According to the website PurpleAir, the Bay Area was the worst air quality in the world overnight. Air quality is particularly poor in Silicon Valley, San Mateo County, and Livermore Valley, according to local air quality management officials.
“Smoke can irritate the eyes and respiratory tract and cause coughing, a dry, sore throat, and irritated sinuses,” said the Bay Area Air Quality Management District. “Elevated airborne particles can cause wheezing in people with asthma, emphysema, and other chronic respiratory diseases.”
The National Weather Service Office for the Bay Area warned the increased fire weather would continue through Thursday morning, with possible gusty winds at the higher elevations.
“In the interior and in the higher altitudes of the region there are still very dry and warm conditions,” said the weather service. “Smoky and hazy conditions are likely to hit parts of the region at least until next weekend.”
On Wednesday afternoon, according to Governor Gavin Newsom, 367 major fires burned nationwide.
“This fire season has been very active and it is not surprising that this activity has taken shape in a number of counties across the state,” he said during a news conference.
At this point last year, the crews had responded to a total of 4,007 fires across the state, Newsom said. They have already been sent on 6,754 this year.
The rapid outbreak of new flames has pushed the state’s fire-fighting resources to their limits.

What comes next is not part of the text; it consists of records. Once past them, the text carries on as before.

//! Acropolis 客户端核心实现

use std::fmt;
use std::time::Duration;

use reqwest::header::{HeaderMap, HeaderValue, CONTENT_TYPE};
use reqwest::{Client, Method};
use serde::{de::DeserializeOwned, Deserialize, Serialize};
use tracing::{debug, warn};
use url::Url;

use crate::api::{TaskApi, VmApi};
use crate::error::{AcroError, Result};

/// Prism 默认端口
pub const DEFAULT_PORT: u16 = 9440;

/// 客户端配置
#[derive(Debug, Clone, Serialize, Deserialize)]
#[serde(default)]
pub struct ClientConfig {
    /// 连接超时（秒）
    pub connect_timeout: u64,

    /// 请求超时（秒）
    pub request_timeout: u64,

    /// 是否验证 SSL 证书
    pub verify_ssl: bool,

    /// 两次任务轮询之间的间隔（毫秒），0 表示不等待
    pub poll_interval_ms: u64,

    /// 任务轮询次数上限，None 表示一直轮询到任务结束
    pub poll_max_attempts: Option<u32>,
}

impl Default for ClientConfig {
    fn default() -> Self {
        Self {
            connect_timeout: 10,
            request_timeout: 30,
            verify_ssl: false,
            poll_interval_ms: 0,
            poll_max_attempts: None,
        }
    }
}

impl ClientConfig {
    /// 轮询间隔
    pub fn poll_interval(&self) -> Duration {
        Duration::from_millis(self.poll_interval_ms)
    }
}

/// 登录凭据
#[derive(Clone)]
pub struct Credentials {
    pub username: String,
    pub password: String,
}

impl Credentials {
    pub fn new(username: impl Into<String>, password: impl Into<String>) -> Self {
        Self {
            username: username.into(),
            password: password.into(),
        }
    }
}

impl Default for Credentials {
    fn default() -> Self {
        Self::new("admin", "admin")
    }
}

impl fmt::Debug for Credentials {
    fn fmt(&self, f: &mut fmt::Formatter<'_>) -> fmt::Result {
        f.debug_struct("Credentials")
            .field("username", &self.username)
            .field("password", &"***")
            .finish()
    }
}

/// 一次调用期间使用的会话信息
#[derive(Debug, Clone)]
pub struct Session {
    cluster: String,
    credentials: Credentials,
    mgmt_base: String,
    gateway_base: String,
}

impl Session {
    /// 按集群地址生成标准的管理 API 和网关 API 地址
    pub fn new(cluster_ip: &str, port: u16, credentials: Credentials) -> Self {
        Self {
            cluster: cluster_ip.to_string(),
            credentials,
            mgmt_base: format!("https://{}:{}/api/nutanix/v0.8", cluster_ip, port),
            gateway_base: format!(
                "https://{}:{}/PrismGateway/services/rest/v1",
                cluster_ip, port
            ),
        }
    }

    /// 使用显式指定的 API 基础地址
    pub fn with_base_urls(mgmt_base: &str, gateway_base: &str, credentials: Credentials) -> Self {
        let mgmt_base = mgmt_base.trim_end_matches('/').to_string();
        let cluster = Url::parse(&mgmt_base)
            .ok()
            .and_then(|u| u.host_str().map(str::to_string))
            .unwrap_or_else(|| mgmt_base.clone());
        Self {
            cluster,
            credentials,
            mgmt_base,
            gateway_base: gateway_base.trim_end_matches('/').to_string(),
        }
    }

    pub fn cluster(&self) -> &str {
        &self.cluster
    }

    pub fn credentials(&self) -> &Credentials {
        &self.credentials
    }

    pub fn mgmt_base(&self) -> &str {
        &self.mgmt_base
    }

    pub fn gateway_base(&self) -> &str {
        &self.gateway_base
    }
}

/// Acropolis / Prism REST 客户端
pub struct AcropolisClient {
    /// 会话
    session: Session,

    /// HTTP 客户端
    http_client: Client,

    /// 配置
    config: ClientConfig,
}

impl AcropolisClient {
    /// 创建新的客户端
    pub fn new(session: Session, config: ClientConfig) -> Result<Self> {
        let mut headers = HeaderMap::new();
        headers.insert(
            CONTENT_TYPE,
            HeaderValue::from_static("application/json; charset=utf-8"),
        );

        let http_client = Client::builder()
            .default_headers(headers)
            .timeout(Duration::from_secs(config.request_timeout))
            .connect_timeout(Duration::from_secs(config.connect_timeout))
            .danger_accept_invalid_certs(!config.verify_ssl)
            .build()
            .map_err(|e| AcroError::Config(e.to_string()))?;

        Ok(Self {
            session,
            http_client,
            config,
        })
    }

    /// 获取虚拟机管理 API
    pub fn vm(&self) -> VmApi<'_> {
        VmApi::new(self)
    }

    /// 获取任务 API
    pub fn task(&self) -> TaskApi<'_> {
        TaskApi::new(self)
    }

    pub fn session(&self) -> &Session {
        &self.session
    }

    pub fn config(&self) -> &ClientConfig {
        &self.config
    }

    /// 管理 API 地址
    pub(crate) fn mgmt_url(&self, path: &str) -> Result<Url> {
        build_url(self.session.mgmt_base(), path, &[])
    }

    /// 网关 API 地址
    pub(crate) fn gateway_url(&self, path: &str, params: &[(&str, &str)]) -> Result<Url> {
        build_url(self.session.gateway_base(), path, params)
    }

    /// 发送 HTTP 请求并把响应解析为指定类型
    pub(crate) async fn request<T: Serialize, R: DeserializeOwned>(
        &self,
        method: Method,
        url: Url,
        body: Option<T>,
    ) -> Result<R> {
        debug!("Acropolis API 请求: {} {}", method, url);

        let credentials = self.session.credentials();
        let mut request = self
            .http_client
            .request(method.clone(), url.clone())
            .basic_auth(&credentials.username, Some(&credentials.password));

        if let Some(body) = body {
            request = request.json(&body);
        }

        let response = request
            .send()
            .await
            .map_err(|e| AcroError::Transport(e.to_string()))?;

        let status = response.status();
        if !status.is_success() {
            warn!("API 请求失败: {} {} - {}", method, url, status);
            return Err(AcroError::Http {
                method: method.to_string(),
                url: url.to_string(),
                status: status.as_u16(),
            });
        }

        let text = response
            .text()
            .await
            .map_err(|e| AcroError::Transport(e.to_string()))?;

        serde_json::from_str::<R>(&text).map_err(|e| AcroError::Decode {
            url: url.to_string(),
            reason: e.to_string(),
        })
    }
}

/// 由基础地址、相对路径和查询参数拼出完整 URL
fn build_url(base: &str, path: &str, params: &[(&str, &str)]) -> Result<Url> {
    let raw = format!("{}/{}", base, path);
    let parsed = if params.is_empty() {
        Url::parse(&raw)
    } else {
        Url::parse_with_params(&raw, params)
    };
    parsed.map_err(|e| AcroError::Config(format!("无效的 URL {}: {}", raw, e)))
}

Jeremy Rahn, Cal Fire’s chief information officer for the LNU Lightning Complex fire, said Wednesday the state has already requested 375 additional fire trucks, additional handcrews from non-governmental agencies, and “hired almost all available private fire engines in the western United States.
“The size and complexity with which these incidents burn calls into question all aspects of the emergency response,” he said during a press conference. “Fire-fighting resources are exhausted as new fires continue to ignite.”
However, Newsom expressed confidence that California is ready to rise to the challenge, and thanked leaders of other states – including Arizona, Nevada, and Texas – for their pledges to send additional resources.
California “is putting everything we have into these fires,” he said, “and we are now getting the support of some of our partners in the western United States, and for that we are again very grateful.”
Lin reported from San Francisco and Miller, Money and Serna from Los Angeles. The Times authors Anita Chabria, Taryn Luna, Susanne Rust, and Colleen Shalby contributed to this report.